Kuangye shidai Film sino-français de Bi Gan (2025), avec Jackson Yee, Shu Qi, Mark Chao, Li Gengxi, Jue Huang, Chen Yongzhong, Guo Mucheng, Yan Nan, Zhang Zhijian, Chloe Maayan… 2h40. Sortie le 10 décembre 2025.
Il ne sera pas reproché à Bi Gan de pécher par manque d’ambition. Profondément influencé par la pandémie et le confinement qui s’est ensuivi, son troisième long métrage aspire ni plus ni moins qu’à raconter l’histoire du cinéma qui se joue depuis aujourd’hui cent trente ans. Une saga qui a permis à des milliards de spectateurs de partager des émotions, des sensations et des passions à nulles autres pareilles. Pour rendre plus belle la vie et plus riches nos rêves. Resurrection nous entraîne dans un maelström où tout peut arriver. Avec comme centre de gravité le passage à l'an 2000 incarné par un plan séquence prodigieux d’une vingtaine de minutes qui glisse du noir et blanc à la couleur en réinventant une magie qu’aurait apprécié Georges Méliès et qui relève autant de l’art forain que des technologies numériques les plus sophistiquées. Ce film est de ceux qu’on ne peut pas résumer avec les mots habituels.

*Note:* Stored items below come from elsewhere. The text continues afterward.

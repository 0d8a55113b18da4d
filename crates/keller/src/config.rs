//! Build-root configuration.

use std::collections::BTreeMap;
use std::fs;
use std::os::unix::fs::MetadataExt;
use std::path::{Path, PathBuf};

use serde::{Deserialize, Serialize};

use crate::error::{KellerError, KellerResult};

/// Name of the configuration file inside a build-root directory.
pub const BUILD_FILE: &str = ".buildroot.yaml";

/// `PATH` handed to the child; nothing is inherited from the caller.
pub const CHILD_PATH: &str = "/sbin:/bin:/usr/sbin:/usr/bin:/usr/local/sbin:/usr/local/bin";

/// Declarative description of one chroot environment.
#[derive(Debug, Clone, Serialize, Deserialize)]
#[serde(default)]
pub struct BuildRoot {
    /// Base image id; selects `<dir>.<base>` variant directories and the
    /// outermost overlay layer.
    #[serde(skip_serializing_if = "Option::is_none")]
    pub base: Option<String>,

    /// Extra lower directories, outer-to-inner.
    pub lower: Vec<PathBuf>,

    /// Bind mounts: chroot-relative destination to host source.
    pub binds: BTreeMap<PathBuf, PathBuf>,

    /// tmpfs mount points inside the chroot.
    pub tmpfs: Vec<PathBuf>,

    /// Mount the overlay on a fresh temporary directory instead of the
    /// build-root itself.
    pub mktemp: bool,

    /// Skip the writable upper/work pair; the overlay stays read-only.
    pub noupper: bool,

    /// Append `index=off` to the overlay options.
    pub indexoff: bool,

    /// Do not replicate `/proc`, `/sys`, `/dev`, `/dev/pts` into the
    /// environment.
    pub nosystem: bool,

    /// Run the command without chrooting; the overlay is still mounted.
    pub nochroot: bool,

    /// Enter fresh kernel namespaces; implies skipping the system
    /// filesystems, which the new namespace is expected to re-bring.
    pub newnamespace: bool,

    /// Working directory of the command inside the chroot.
    pub cwd: PathBuf,

    /// Shell candidates tried in order when no command is given. A YAML
    /// scalar is accepted as a one-element list.
    #[serde(with = "string_or_seq")]
    pub shell: Vec<String>,

    /// Executable forced ahead of the caller's arguments.
    #[serde(skip_serializing_if = "Option::is_none")]
    pub exec: Option<String>,

    /// Arguments for `exec`, placed between it and the caller's arguments.
    #[serde(skip_serializing_if = "Option::is_none")]
    pub args: Option<Vec<String>>,

    /// Environment overlay; `+key` appends the current value, `key+`
    /// prepends it, a plain key replaces unconditionally.
    pub env: BTreeMap<String, String>,
}

impl Default for BuildRoot {
    fn default() -> Self {
        Self {
            base: None,
            lower: Vec::new(),
            binds: BTreeMap::new(),
            tmpfs: Vec::new(),
            mktemp: false,
            noupper: false,
            indexoff: false,
            nosystem: false,
            nochroot: false,
            newnamespace: false,
            cwd: PathBuf::from("/"),
            shell: vec!["/bin/sh".to_string()],
            exec: None,
            args: None,
            env: BTreeMap::new(),
        }
    }
}

impl BuildRoot {
    /// Load the configuration from one file.
    pub fn load(path: impl AsRef<Path>) -> KellerResult<Self> {
        let path = path.as_ref();
        let text = fs::read_to_string(path)?;
        serde_yaml::from_str(&text).map_err(|e| KellerError::Config {
            message: format!("{}: {e}", path.display()),
        })
    }

    /// Scan `dir` for first-level subdirectories carrying a build file and
    /// index the configurations that load by subdirectory path. Entries
    /// that fail to load are skipped.
    pub fn load_all(dir: impl AsRef<Path>) -> BTreeMap<PathBuf, BuildRoot> {
        let mut found = BTreeMap::new();
        let Ok(entries) = fs::read_dir(dir) else {
            return found;
        };
        for entry in entries.flatten() {
            let path = entry.path();
            if !path.is_dir() {
                continue;
            }
            let file = path.join(BUILD_FILE);
            if !file.is_file() {
                continue;
            }
            match Self::load(&file) {
                Ok(config) => {
                    found.insert(path, config);
                }
                Err(e) => {
                    tracing::debug!(file = %file.display(), error = %e, "Skipping build-root")
                }
            }
        }
        found
    }

    /// Build the child environment from scratch.
    ///
    /// Only `PATH`, `debian_chroot` and the keys the overlay defines reach
    /// the child; overlay lookups see the keys set by earlier entries.
    pub fn child_env(&self, original_root: &Path) -> BTreeMap<String, String> {
        let mut env = BTreeMap::new();
        env.insert("PATH".to_string(), CHILD_PATH.to_string());
        env.insert(
            "debian_chroot".to_string(),
            original_root.display().to_string(),
        );
        for (key, val) in &self.env {
            overlay_env(&mut env, key, val);
        }
        env
    }
}

/// Apply one overlay entry to an environment map.
pub fn overlay_env(env: &mut BTreeMap<String, String>, key: &str, val: &str) {
    if let Some(key) = key.strip_prefix('+') {
        let current = env.get(key).cloned().unwrap_or_default();
        let mut val = val.to_string();
        if !current.is_empty() {
            val.push(':');
            val.push_str(&current);
        }
        env.insert(key.to_string(), val);
    } else if let Some(key) = key.strip_suffix('+') {
        let mut current = env.get(key).cloned().unwrap_or_default();
        if !current.is_empty() {
            current.push(':');
        }
        current.push_str(val);
        env.insert(key.to_string(), current);
    } else {
        env.insert(key.to_string(), val.to_string());
    }
}

/// Refuse configuration files another user could have tampered with.
///
/// The file must be a regular file owned by root, not group-writable
/// unless the group is root, and never world-writable.
pub fn verify_ownership(path: &Path) -> KellerResult<()> {
    let refuse = |reason: &str| {
        Err(KellerError::Insecure {
            path: path.to_path_buf(),
            reason: reason.to_string(),
        })
    };

    let meta = fs::metadata(path)?;
    if !meta.is_file() {
        return refuse("not a regular file");
    }
    if meta.uid() != 0 {
        return refuse("not owned by root");
    }
    let mode = meta.mode();
    if meta.gid() != 0 && mode & 0o020 != 0 {
        return refuse("group-writable by a non-root group");
    }
    if mode & 0o002 != 0 {
        return refuse("world-writable");
    }
    Ok(())
}

mod string_or_seq {
    use serde::{Deserialize, Deserializer, Serialize, Serializer};

    pub fn serialize<S: Serializer>(value: &[String], serializer: S) -> Result<S::Ok, S::Error> {
        if value.len() == 1 {
            serializer.serialize_str(&value[0])
        } else {
            value.serialize(serializer)
        }
    }

    pub fn deserialize<'de, D: Deserializer<'de>>(deserializer: D) -> Result<Vec<String>, D::Error> {
        #[derive(Deserialize)]
        #[serde(untagged)]
        enum OneOrMany {
            One(String),
            Many(Vec<String>),
        }
        Ok(match OneOrMany::deserialize(deserializer)? {
            OneOrMany::One(shell) => vec![shell],
            OneOrMany::Many(shells) => shells,
        })
    }
}

#[cfg(test)]
mod tests {
    use super::*;

    #[test]
    fn defaults() {
        let config: BuildRoot = serde_yaml::from_str("{}").unwrap();
        assert_eq!(config.cwd, PathBuf::from("/"));
        assert_eq!(config.shell, vec!["/bin/sh"]);
        assert!(!config.mktemp);
        assert!(config.base.is_none());
        assert!(config.binds.is_empty());
    }

    #[test]
    fn full_schema() {
        let text = "\
base: stable
lower:
  - /img/rootfs
  - /img/tools
binds:
  /build: /srv/cache
tmpfs:
  - /tmp
mktemp: true
noupper: true
newnamespace: true
cwd: /build
shell:
  - /bin/bash
  - /bin/sh
exec: /usr/bin/make
args: [all]
env:
  +PATH: /opt/bin
  TERM: dumb
";
        let config: BuildRoot = serde_yaml::from_str(text).unwrap();
        assert_eq!(config.base.as_deref(), Some("stable"));
        assert_eq!(config.lower.len(), 2);
        assert_eq!(
            config.binds[Path::new("/build")],
            PathBuf::from("/srv/cache")
        );
        assert!(config.mktemp && config.noupper && config.newnamespace);
        assert_eq!(config.shell, vec!["/bin/bash", "/bin/sh"]);
        assert_eq!(config.exec.as_deref(), Some("/usr/bin/make"));
        assert_eq!(config.args.as_deref(), Some(&["all".to_string()][..]));
    }

    #[test]
    fn shell_scalar_becomes_list() {
        let config: BuildRoot = serde_yaml::from_str("shell: /bin/dash").unwrap();
        assert_eq!(config.shell, vec!["/bin/dash"]);
    }

    #[test]
    fn single_shell_serializes_as_scalar() {
        let config = BuildRoot::default();
        let text = serde_yaml::to_string(&config).unwrap();
        assert!(text.contains("shell: /bin/sh"));
    }

    #[test]
    fn overlay_prefix_appends_existing() {
        let mut env = BTreeMap::from([("K".to_string(), "old".to_string())]);
        overlay_env(&mut env, "+K", "new");
        assert_eq!(env["K"], "new:old");
    }

    #[test]
    fn overlay_suffix_prepends_existing() {
        let mut env = BTreeMap::from([("K".to_string(), "old".to_string())]);
        overlay_env(&mut env, "K+", "new");
        assert_eq!(env["K"], "old:new");
    }

    #[test]
    fn overlay_plain_replaces() {
        let mut env = BTreeMap::from([("K".to_string(), "old".to_string())]);
        overlay_env(&mut env, "K", "new");
        assert_eq!(env["K"], "new");
    }

    #[test]
    fn overlay_with_empty_existing_sets_bare_value() {
        let mut env = BTreeMap::new();
        overlay_env(&mut env, "+K", "new");
        assert_eq!(env["K"], "new");
        overlay_env(&mut env, "L+", "new");
        assert_eq!(env["L"], "new");
    }

    #[test]
    fn child_env_is_reconstructed() {
        let mut config = BuildRoot::default();
        config
            .env
            .insert("+PATH".to_string(), "/opt/bin".to_string());
        let env = config.child_env(Path::new("/srv/build"));
        assert_eq!(env["PATH"], format!("/opt/bin:{CHILD_PATH}"));
        assert_eq!(env["debian_chroot"], "/srv/build");
        assert_eq!(env.len(), 2);
    }

    #[test]
    fn ownership_refuses_non_regular_files() {
        let dir = tempfile::tempdir().unwrap();
        let err = verify_ownership(dir.path()).unwrap_err();
        assert!(matches!(err, KellerError::Insecure { .. }));
    }

    #[test]
    fn ownership_refuses_loose_permissions() {
        use std::os::unix::fs::PermissionsExt;

        let dir = tempfile::tempdir().unwrap();
        let file = dir.path().join(BUILD_FILE);
        fs::write(&file, "{}\n").unwrap();
        fs::set_permissions(&file, fs::Permissions::from_mode(0o666)).unwrap();
        // Refused as world-writable when running as root, as non-root-owned
        // otherwise.
        assert!(verify_ownership(&file).is_err());
    }

    #[test]
    fn missing_file_is_an_error() {
        assert!(verify_ownership(Path::new("/nonexistent/.buildroot.yaml")).is_err());
    }
}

Tout simplement parce qu’il est l’aboutissement d’une réflexion vertigineuse que le réalisateur tente de traduire en images, en sons et en musique. Avec pour guide un jeune homme qui se réincarne à cinq moments différents du XXe siècle, tandis qu’une femme le suit à la trace. Cette histoire façon puzzle débute dans le monde post-apocalyptique de 2068 où une femme rescapée d’une opération du cerveau reprend ses esprits en racontant des histoires à un androïde qui ont pour effet de provoquer progressivement l’éveil et la stimulation de ses sens, mais aussi de véritables sentiments qu’il n’aurait sans doute pas dû pouvoir éprouver.
Shu Qi
Avant de s’orienter définitivement vers le cinéma, Bi Gan a été chauffeur de taxi, dynamiteur de roche et a monté un atelier de vidéos de mariage. Il s’est fait remarquer ensuite avec ses longs métrages Kaili Blues (2015), primé à Locarno et au festival des Trois Continents, puis Un grand voyage vers la nuit (2018). Décrit comme un thriller de science-fiction, mais brassant véritablement de multiples genres, Resurrection lui a valu le prix spécial du jury au dernier Festival de Cannes. C’est un film gigogne à vivre à la fois comme une expérience et un voyage qui confirme que Bi Gan appartient désormais au cercle extrêmement fermé des visionnaires, ces cinéastes qui ne conçoivent leur création que comme l’invention et la transfiguration d’un monde. Des artistes d’exception comme Fellini, Buñuel, Lynch, Carax, Burton, Sorrentino, Lanthimos ou Wes Anderson dont le regard est immédiatement identifiable. Chez eux, l’esthétique fait partie intégrante du sujet qu’ils traitent. Le tour de force de Bi Gan est d’avoir conçu et réalisé son film en Chine, c’est-à-dire à l’intérieur même d’un système répressif qui entend réglementer la pensée et mettre l’art en coupe serrée. Au-delà de son message politique, qui adopte les contours flous de la parabole futuriste en prêtant le flanc à de multiples interprétations, Resurrection pratique la confusion des genres avec une rare virtuosité, tout en puisant au plus profond même de la mythologie du septième art à travers un récit qui virevolte et fascine sans aucune retenue. Pour le plaisir. Tout simplement.